------ The input ------
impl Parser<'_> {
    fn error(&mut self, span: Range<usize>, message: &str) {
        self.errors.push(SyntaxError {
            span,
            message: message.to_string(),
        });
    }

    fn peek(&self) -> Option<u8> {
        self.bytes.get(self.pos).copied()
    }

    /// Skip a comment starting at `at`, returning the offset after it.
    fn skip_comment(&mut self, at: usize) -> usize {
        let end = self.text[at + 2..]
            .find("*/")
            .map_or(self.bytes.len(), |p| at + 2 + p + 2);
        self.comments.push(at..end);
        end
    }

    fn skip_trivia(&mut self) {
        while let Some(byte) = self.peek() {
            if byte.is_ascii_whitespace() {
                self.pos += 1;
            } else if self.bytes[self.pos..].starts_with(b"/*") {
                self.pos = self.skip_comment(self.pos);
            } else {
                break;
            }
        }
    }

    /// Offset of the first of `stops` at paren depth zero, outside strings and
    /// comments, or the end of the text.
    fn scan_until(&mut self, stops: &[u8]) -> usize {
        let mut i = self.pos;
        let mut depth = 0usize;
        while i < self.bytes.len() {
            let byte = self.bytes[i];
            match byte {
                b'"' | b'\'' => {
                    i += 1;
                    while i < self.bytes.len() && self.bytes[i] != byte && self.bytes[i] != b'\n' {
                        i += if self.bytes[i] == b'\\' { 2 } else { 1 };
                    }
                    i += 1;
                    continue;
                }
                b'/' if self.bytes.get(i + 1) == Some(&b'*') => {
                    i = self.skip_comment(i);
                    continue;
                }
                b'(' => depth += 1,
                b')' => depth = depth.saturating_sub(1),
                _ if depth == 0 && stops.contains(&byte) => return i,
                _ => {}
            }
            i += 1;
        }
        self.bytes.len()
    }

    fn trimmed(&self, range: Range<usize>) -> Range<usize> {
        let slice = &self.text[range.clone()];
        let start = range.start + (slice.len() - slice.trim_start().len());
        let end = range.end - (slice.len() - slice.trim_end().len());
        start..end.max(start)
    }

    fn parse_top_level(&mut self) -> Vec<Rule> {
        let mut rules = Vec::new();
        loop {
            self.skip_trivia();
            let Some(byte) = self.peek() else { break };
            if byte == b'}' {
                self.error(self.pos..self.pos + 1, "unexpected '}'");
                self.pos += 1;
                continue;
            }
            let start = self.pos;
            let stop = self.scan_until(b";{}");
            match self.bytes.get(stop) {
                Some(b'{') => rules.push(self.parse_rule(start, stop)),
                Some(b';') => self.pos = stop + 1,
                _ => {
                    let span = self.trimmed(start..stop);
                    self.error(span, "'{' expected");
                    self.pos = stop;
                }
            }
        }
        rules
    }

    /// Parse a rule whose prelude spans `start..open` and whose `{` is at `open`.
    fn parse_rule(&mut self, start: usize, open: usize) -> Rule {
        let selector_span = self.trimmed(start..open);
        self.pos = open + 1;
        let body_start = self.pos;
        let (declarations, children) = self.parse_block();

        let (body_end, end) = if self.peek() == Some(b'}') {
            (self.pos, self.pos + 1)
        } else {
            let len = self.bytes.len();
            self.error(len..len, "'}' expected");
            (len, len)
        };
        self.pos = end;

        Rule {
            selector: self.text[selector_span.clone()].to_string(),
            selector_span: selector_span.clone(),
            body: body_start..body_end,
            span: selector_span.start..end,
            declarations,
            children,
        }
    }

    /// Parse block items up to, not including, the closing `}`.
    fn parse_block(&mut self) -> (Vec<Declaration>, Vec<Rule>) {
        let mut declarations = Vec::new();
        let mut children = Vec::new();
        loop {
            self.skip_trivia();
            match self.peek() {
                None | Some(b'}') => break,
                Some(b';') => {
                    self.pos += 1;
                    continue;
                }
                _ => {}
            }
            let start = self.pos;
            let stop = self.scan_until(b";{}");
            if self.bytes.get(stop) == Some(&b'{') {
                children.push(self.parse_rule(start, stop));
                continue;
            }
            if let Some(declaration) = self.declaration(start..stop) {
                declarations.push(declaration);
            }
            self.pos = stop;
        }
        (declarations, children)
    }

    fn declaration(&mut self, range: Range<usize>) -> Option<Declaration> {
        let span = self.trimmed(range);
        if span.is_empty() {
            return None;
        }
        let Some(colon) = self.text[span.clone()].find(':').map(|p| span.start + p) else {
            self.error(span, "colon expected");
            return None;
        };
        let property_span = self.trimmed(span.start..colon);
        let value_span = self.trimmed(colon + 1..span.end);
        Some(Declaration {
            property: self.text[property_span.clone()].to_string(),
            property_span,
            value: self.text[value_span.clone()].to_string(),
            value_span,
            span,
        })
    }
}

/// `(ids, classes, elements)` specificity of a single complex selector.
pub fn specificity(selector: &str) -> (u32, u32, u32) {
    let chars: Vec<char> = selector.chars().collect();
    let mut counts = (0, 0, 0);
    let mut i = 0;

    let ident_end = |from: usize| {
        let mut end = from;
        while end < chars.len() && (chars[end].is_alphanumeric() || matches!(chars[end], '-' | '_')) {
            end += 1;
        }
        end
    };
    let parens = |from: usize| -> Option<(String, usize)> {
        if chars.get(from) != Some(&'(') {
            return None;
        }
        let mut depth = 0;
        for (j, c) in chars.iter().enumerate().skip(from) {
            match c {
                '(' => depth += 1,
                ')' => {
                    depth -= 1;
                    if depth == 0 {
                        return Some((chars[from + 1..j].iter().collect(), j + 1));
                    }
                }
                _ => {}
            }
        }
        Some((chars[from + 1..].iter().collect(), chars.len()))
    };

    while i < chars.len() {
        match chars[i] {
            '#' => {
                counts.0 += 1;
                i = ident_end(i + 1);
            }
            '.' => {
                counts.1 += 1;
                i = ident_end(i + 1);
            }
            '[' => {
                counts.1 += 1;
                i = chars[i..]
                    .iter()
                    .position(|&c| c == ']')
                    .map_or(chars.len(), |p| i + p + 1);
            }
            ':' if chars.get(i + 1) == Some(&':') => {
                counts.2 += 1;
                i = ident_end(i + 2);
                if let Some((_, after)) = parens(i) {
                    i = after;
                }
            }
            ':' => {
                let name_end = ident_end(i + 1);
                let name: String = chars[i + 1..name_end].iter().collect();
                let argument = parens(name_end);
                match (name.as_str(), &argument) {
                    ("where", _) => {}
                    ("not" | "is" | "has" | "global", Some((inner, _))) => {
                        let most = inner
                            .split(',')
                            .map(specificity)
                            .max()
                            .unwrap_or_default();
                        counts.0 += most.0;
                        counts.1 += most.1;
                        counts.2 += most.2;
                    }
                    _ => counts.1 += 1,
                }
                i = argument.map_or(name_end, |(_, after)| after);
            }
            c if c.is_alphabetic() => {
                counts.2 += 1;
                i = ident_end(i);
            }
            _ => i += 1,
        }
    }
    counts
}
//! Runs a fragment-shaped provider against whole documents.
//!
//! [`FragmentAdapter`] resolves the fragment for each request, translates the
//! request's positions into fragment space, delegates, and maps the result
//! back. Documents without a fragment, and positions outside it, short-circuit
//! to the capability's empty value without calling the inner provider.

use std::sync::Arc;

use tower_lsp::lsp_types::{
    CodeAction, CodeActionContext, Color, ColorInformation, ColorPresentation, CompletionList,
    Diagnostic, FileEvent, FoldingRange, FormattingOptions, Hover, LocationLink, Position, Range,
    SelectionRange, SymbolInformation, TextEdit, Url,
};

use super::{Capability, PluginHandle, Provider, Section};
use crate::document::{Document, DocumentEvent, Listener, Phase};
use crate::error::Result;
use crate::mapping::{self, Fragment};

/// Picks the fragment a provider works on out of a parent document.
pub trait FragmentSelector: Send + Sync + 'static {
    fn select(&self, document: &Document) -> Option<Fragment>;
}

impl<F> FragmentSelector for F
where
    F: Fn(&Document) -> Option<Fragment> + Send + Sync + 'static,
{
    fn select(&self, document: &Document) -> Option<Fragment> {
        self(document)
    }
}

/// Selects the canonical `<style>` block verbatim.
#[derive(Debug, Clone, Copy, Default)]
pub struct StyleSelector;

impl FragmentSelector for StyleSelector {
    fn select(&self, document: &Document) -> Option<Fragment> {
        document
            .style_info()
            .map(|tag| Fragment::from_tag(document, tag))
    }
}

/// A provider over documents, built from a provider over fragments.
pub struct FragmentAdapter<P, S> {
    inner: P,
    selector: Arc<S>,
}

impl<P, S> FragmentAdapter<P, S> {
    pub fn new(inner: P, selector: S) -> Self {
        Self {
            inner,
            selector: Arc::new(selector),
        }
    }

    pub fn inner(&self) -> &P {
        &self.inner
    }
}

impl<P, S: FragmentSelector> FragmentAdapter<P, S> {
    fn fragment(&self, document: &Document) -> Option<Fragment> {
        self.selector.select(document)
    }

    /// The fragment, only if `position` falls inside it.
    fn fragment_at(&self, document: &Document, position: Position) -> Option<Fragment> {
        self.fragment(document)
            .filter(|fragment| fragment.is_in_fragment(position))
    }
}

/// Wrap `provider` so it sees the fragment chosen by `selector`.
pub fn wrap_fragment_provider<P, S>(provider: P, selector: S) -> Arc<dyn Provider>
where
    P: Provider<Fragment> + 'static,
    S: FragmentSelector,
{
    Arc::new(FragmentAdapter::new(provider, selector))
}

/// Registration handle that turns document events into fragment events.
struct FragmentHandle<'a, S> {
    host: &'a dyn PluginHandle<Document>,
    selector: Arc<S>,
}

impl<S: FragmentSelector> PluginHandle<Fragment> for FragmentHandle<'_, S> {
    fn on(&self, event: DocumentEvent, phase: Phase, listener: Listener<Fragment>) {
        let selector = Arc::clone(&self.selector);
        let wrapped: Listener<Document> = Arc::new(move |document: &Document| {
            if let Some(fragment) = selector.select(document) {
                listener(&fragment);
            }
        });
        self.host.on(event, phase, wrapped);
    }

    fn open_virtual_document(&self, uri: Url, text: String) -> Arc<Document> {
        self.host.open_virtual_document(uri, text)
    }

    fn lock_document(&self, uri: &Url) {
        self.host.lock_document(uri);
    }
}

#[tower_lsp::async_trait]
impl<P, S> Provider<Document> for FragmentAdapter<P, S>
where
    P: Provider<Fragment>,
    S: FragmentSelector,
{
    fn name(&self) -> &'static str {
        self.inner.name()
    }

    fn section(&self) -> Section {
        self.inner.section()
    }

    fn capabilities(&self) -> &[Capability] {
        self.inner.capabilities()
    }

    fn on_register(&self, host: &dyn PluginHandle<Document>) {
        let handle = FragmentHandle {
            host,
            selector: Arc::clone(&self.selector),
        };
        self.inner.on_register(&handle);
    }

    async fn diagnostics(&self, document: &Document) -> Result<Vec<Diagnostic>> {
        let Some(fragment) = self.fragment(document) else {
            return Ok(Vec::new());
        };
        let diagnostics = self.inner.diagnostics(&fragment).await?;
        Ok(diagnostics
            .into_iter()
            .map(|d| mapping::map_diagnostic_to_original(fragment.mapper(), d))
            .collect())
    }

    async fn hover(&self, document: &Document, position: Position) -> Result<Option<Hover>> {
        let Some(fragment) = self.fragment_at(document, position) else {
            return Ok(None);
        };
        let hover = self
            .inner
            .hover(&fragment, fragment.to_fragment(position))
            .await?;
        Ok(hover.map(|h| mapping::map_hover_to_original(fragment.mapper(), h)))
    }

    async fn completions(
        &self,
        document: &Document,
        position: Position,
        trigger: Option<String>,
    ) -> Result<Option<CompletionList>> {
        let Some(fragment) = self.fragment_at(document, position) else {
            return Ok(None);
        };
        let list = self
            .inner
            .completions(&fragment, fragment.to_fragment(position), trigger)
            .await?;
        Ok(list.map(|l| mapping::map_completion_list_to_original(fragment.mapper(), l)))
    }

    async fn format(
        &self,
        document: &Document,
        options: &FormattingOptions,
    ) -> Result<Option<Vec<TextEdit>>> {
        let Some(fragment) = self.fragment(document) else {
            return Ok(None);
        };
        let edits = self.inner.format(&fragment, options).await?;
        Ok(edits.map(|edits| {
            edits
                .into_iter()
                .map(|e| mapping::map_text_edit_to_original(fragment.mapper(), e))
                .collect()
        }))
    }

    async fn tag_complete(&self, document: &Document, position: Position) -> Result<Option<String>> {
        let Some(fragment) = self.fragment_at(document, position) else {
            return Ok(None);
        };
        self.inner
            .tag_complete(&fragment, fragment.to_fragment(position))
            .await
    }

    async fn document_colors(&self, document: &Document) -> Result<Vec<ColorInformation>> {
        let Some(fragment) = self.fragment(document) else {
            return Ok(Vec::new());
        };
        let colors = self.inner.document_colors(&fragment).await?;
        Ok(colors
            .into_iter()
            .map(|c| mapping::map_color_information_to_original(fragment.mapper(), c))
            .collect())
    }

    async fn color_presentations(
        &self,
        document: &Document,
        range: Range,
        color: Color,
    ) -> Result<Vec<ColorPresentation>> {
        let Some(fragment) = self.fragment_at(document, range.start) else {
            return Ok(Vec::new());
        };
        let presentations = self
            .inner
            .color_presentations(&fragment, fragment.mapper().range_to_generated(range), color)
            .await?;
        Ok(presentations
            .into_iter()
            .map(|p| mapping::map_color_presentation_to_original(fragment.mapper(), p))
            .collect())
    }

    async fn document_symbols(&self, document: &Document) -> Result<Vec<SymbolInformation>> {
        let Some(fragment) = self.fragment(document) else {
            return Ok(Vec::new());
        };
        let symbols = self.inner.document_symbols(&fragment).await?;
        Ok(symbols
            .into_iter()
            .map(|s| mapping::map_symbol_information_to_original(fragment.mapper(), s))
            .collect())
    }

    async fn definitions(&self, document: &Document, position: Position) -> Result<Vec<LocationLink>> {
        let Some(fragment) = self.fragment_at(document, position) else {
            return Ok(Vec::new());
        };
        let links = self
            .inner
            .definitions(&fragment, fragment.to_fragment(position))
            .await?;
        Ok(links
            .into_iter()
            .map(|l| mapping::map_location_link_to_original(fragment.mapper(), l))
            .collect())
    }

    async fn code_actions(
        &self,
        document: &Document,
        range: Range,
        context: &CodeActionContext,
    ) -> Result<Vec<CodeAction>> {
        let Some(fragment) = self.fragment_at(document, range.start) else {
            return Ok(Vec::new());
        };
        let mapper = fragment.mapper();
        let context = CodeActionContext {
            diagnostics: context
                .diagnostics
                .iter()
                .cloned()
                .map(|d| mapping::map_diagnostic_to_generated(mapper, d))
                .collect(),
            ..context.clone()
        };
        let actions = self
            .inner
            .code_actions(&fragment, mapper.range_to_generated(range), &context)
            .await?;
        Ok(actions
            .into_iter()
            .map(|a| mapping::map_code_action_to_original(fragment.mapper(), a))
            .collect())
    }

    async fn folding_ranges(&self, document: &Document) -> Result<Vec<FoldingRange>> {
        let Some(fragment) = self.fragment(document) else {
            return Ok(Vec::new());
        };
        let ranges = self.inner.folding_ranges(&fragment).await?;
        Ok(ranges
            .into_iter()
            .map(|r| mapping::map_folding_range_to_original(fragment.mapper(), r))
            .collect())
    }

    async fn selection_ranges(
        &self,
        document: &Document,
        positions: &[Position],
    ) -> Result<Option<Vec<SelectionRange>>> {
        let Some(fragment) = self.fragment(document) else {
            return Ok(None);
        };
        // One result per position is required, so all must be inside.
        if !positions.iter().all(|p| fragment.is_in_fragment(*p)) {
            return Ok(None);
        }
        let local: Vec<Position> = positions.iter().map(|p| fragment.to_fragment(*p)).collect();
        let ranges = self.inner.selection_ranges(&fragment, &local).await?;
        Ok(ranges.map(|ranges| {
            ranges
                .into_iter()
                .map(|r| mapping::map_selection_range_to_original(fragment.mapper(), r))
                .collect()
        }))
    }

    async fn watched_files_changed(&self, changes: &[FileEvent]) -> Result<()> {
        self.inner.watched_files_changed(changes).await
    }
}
------
● **Brief**:
Copy out each line of the records where the string "chars" appears.

● **Answer to the problem**:
    let chars: Vec<char> = selector.chars().collect();
        while end < chars.len() && (chars[end].is_alphanumeric() || matches!(chars[end], '-' | '_')) {
        if chars.get(from) != Some(&'(') {
        for (j, c) in chars.iter().enumerate().skip(from) {
                        return Some((chars[from + 1..j].iter().collect(), j + 1));
        Some((chars[from + 1..].iter().collect(), chars.len()))
    while i < chars.len() {
        match chars[i] {
                i = chars[i..]
                    .map_or(chars.len(), |p| i + p + 1);
            ':' if chars.get(i + 1) == Some(&':') => {
                let name: String = chars[i + 1..name_end].iter().collect();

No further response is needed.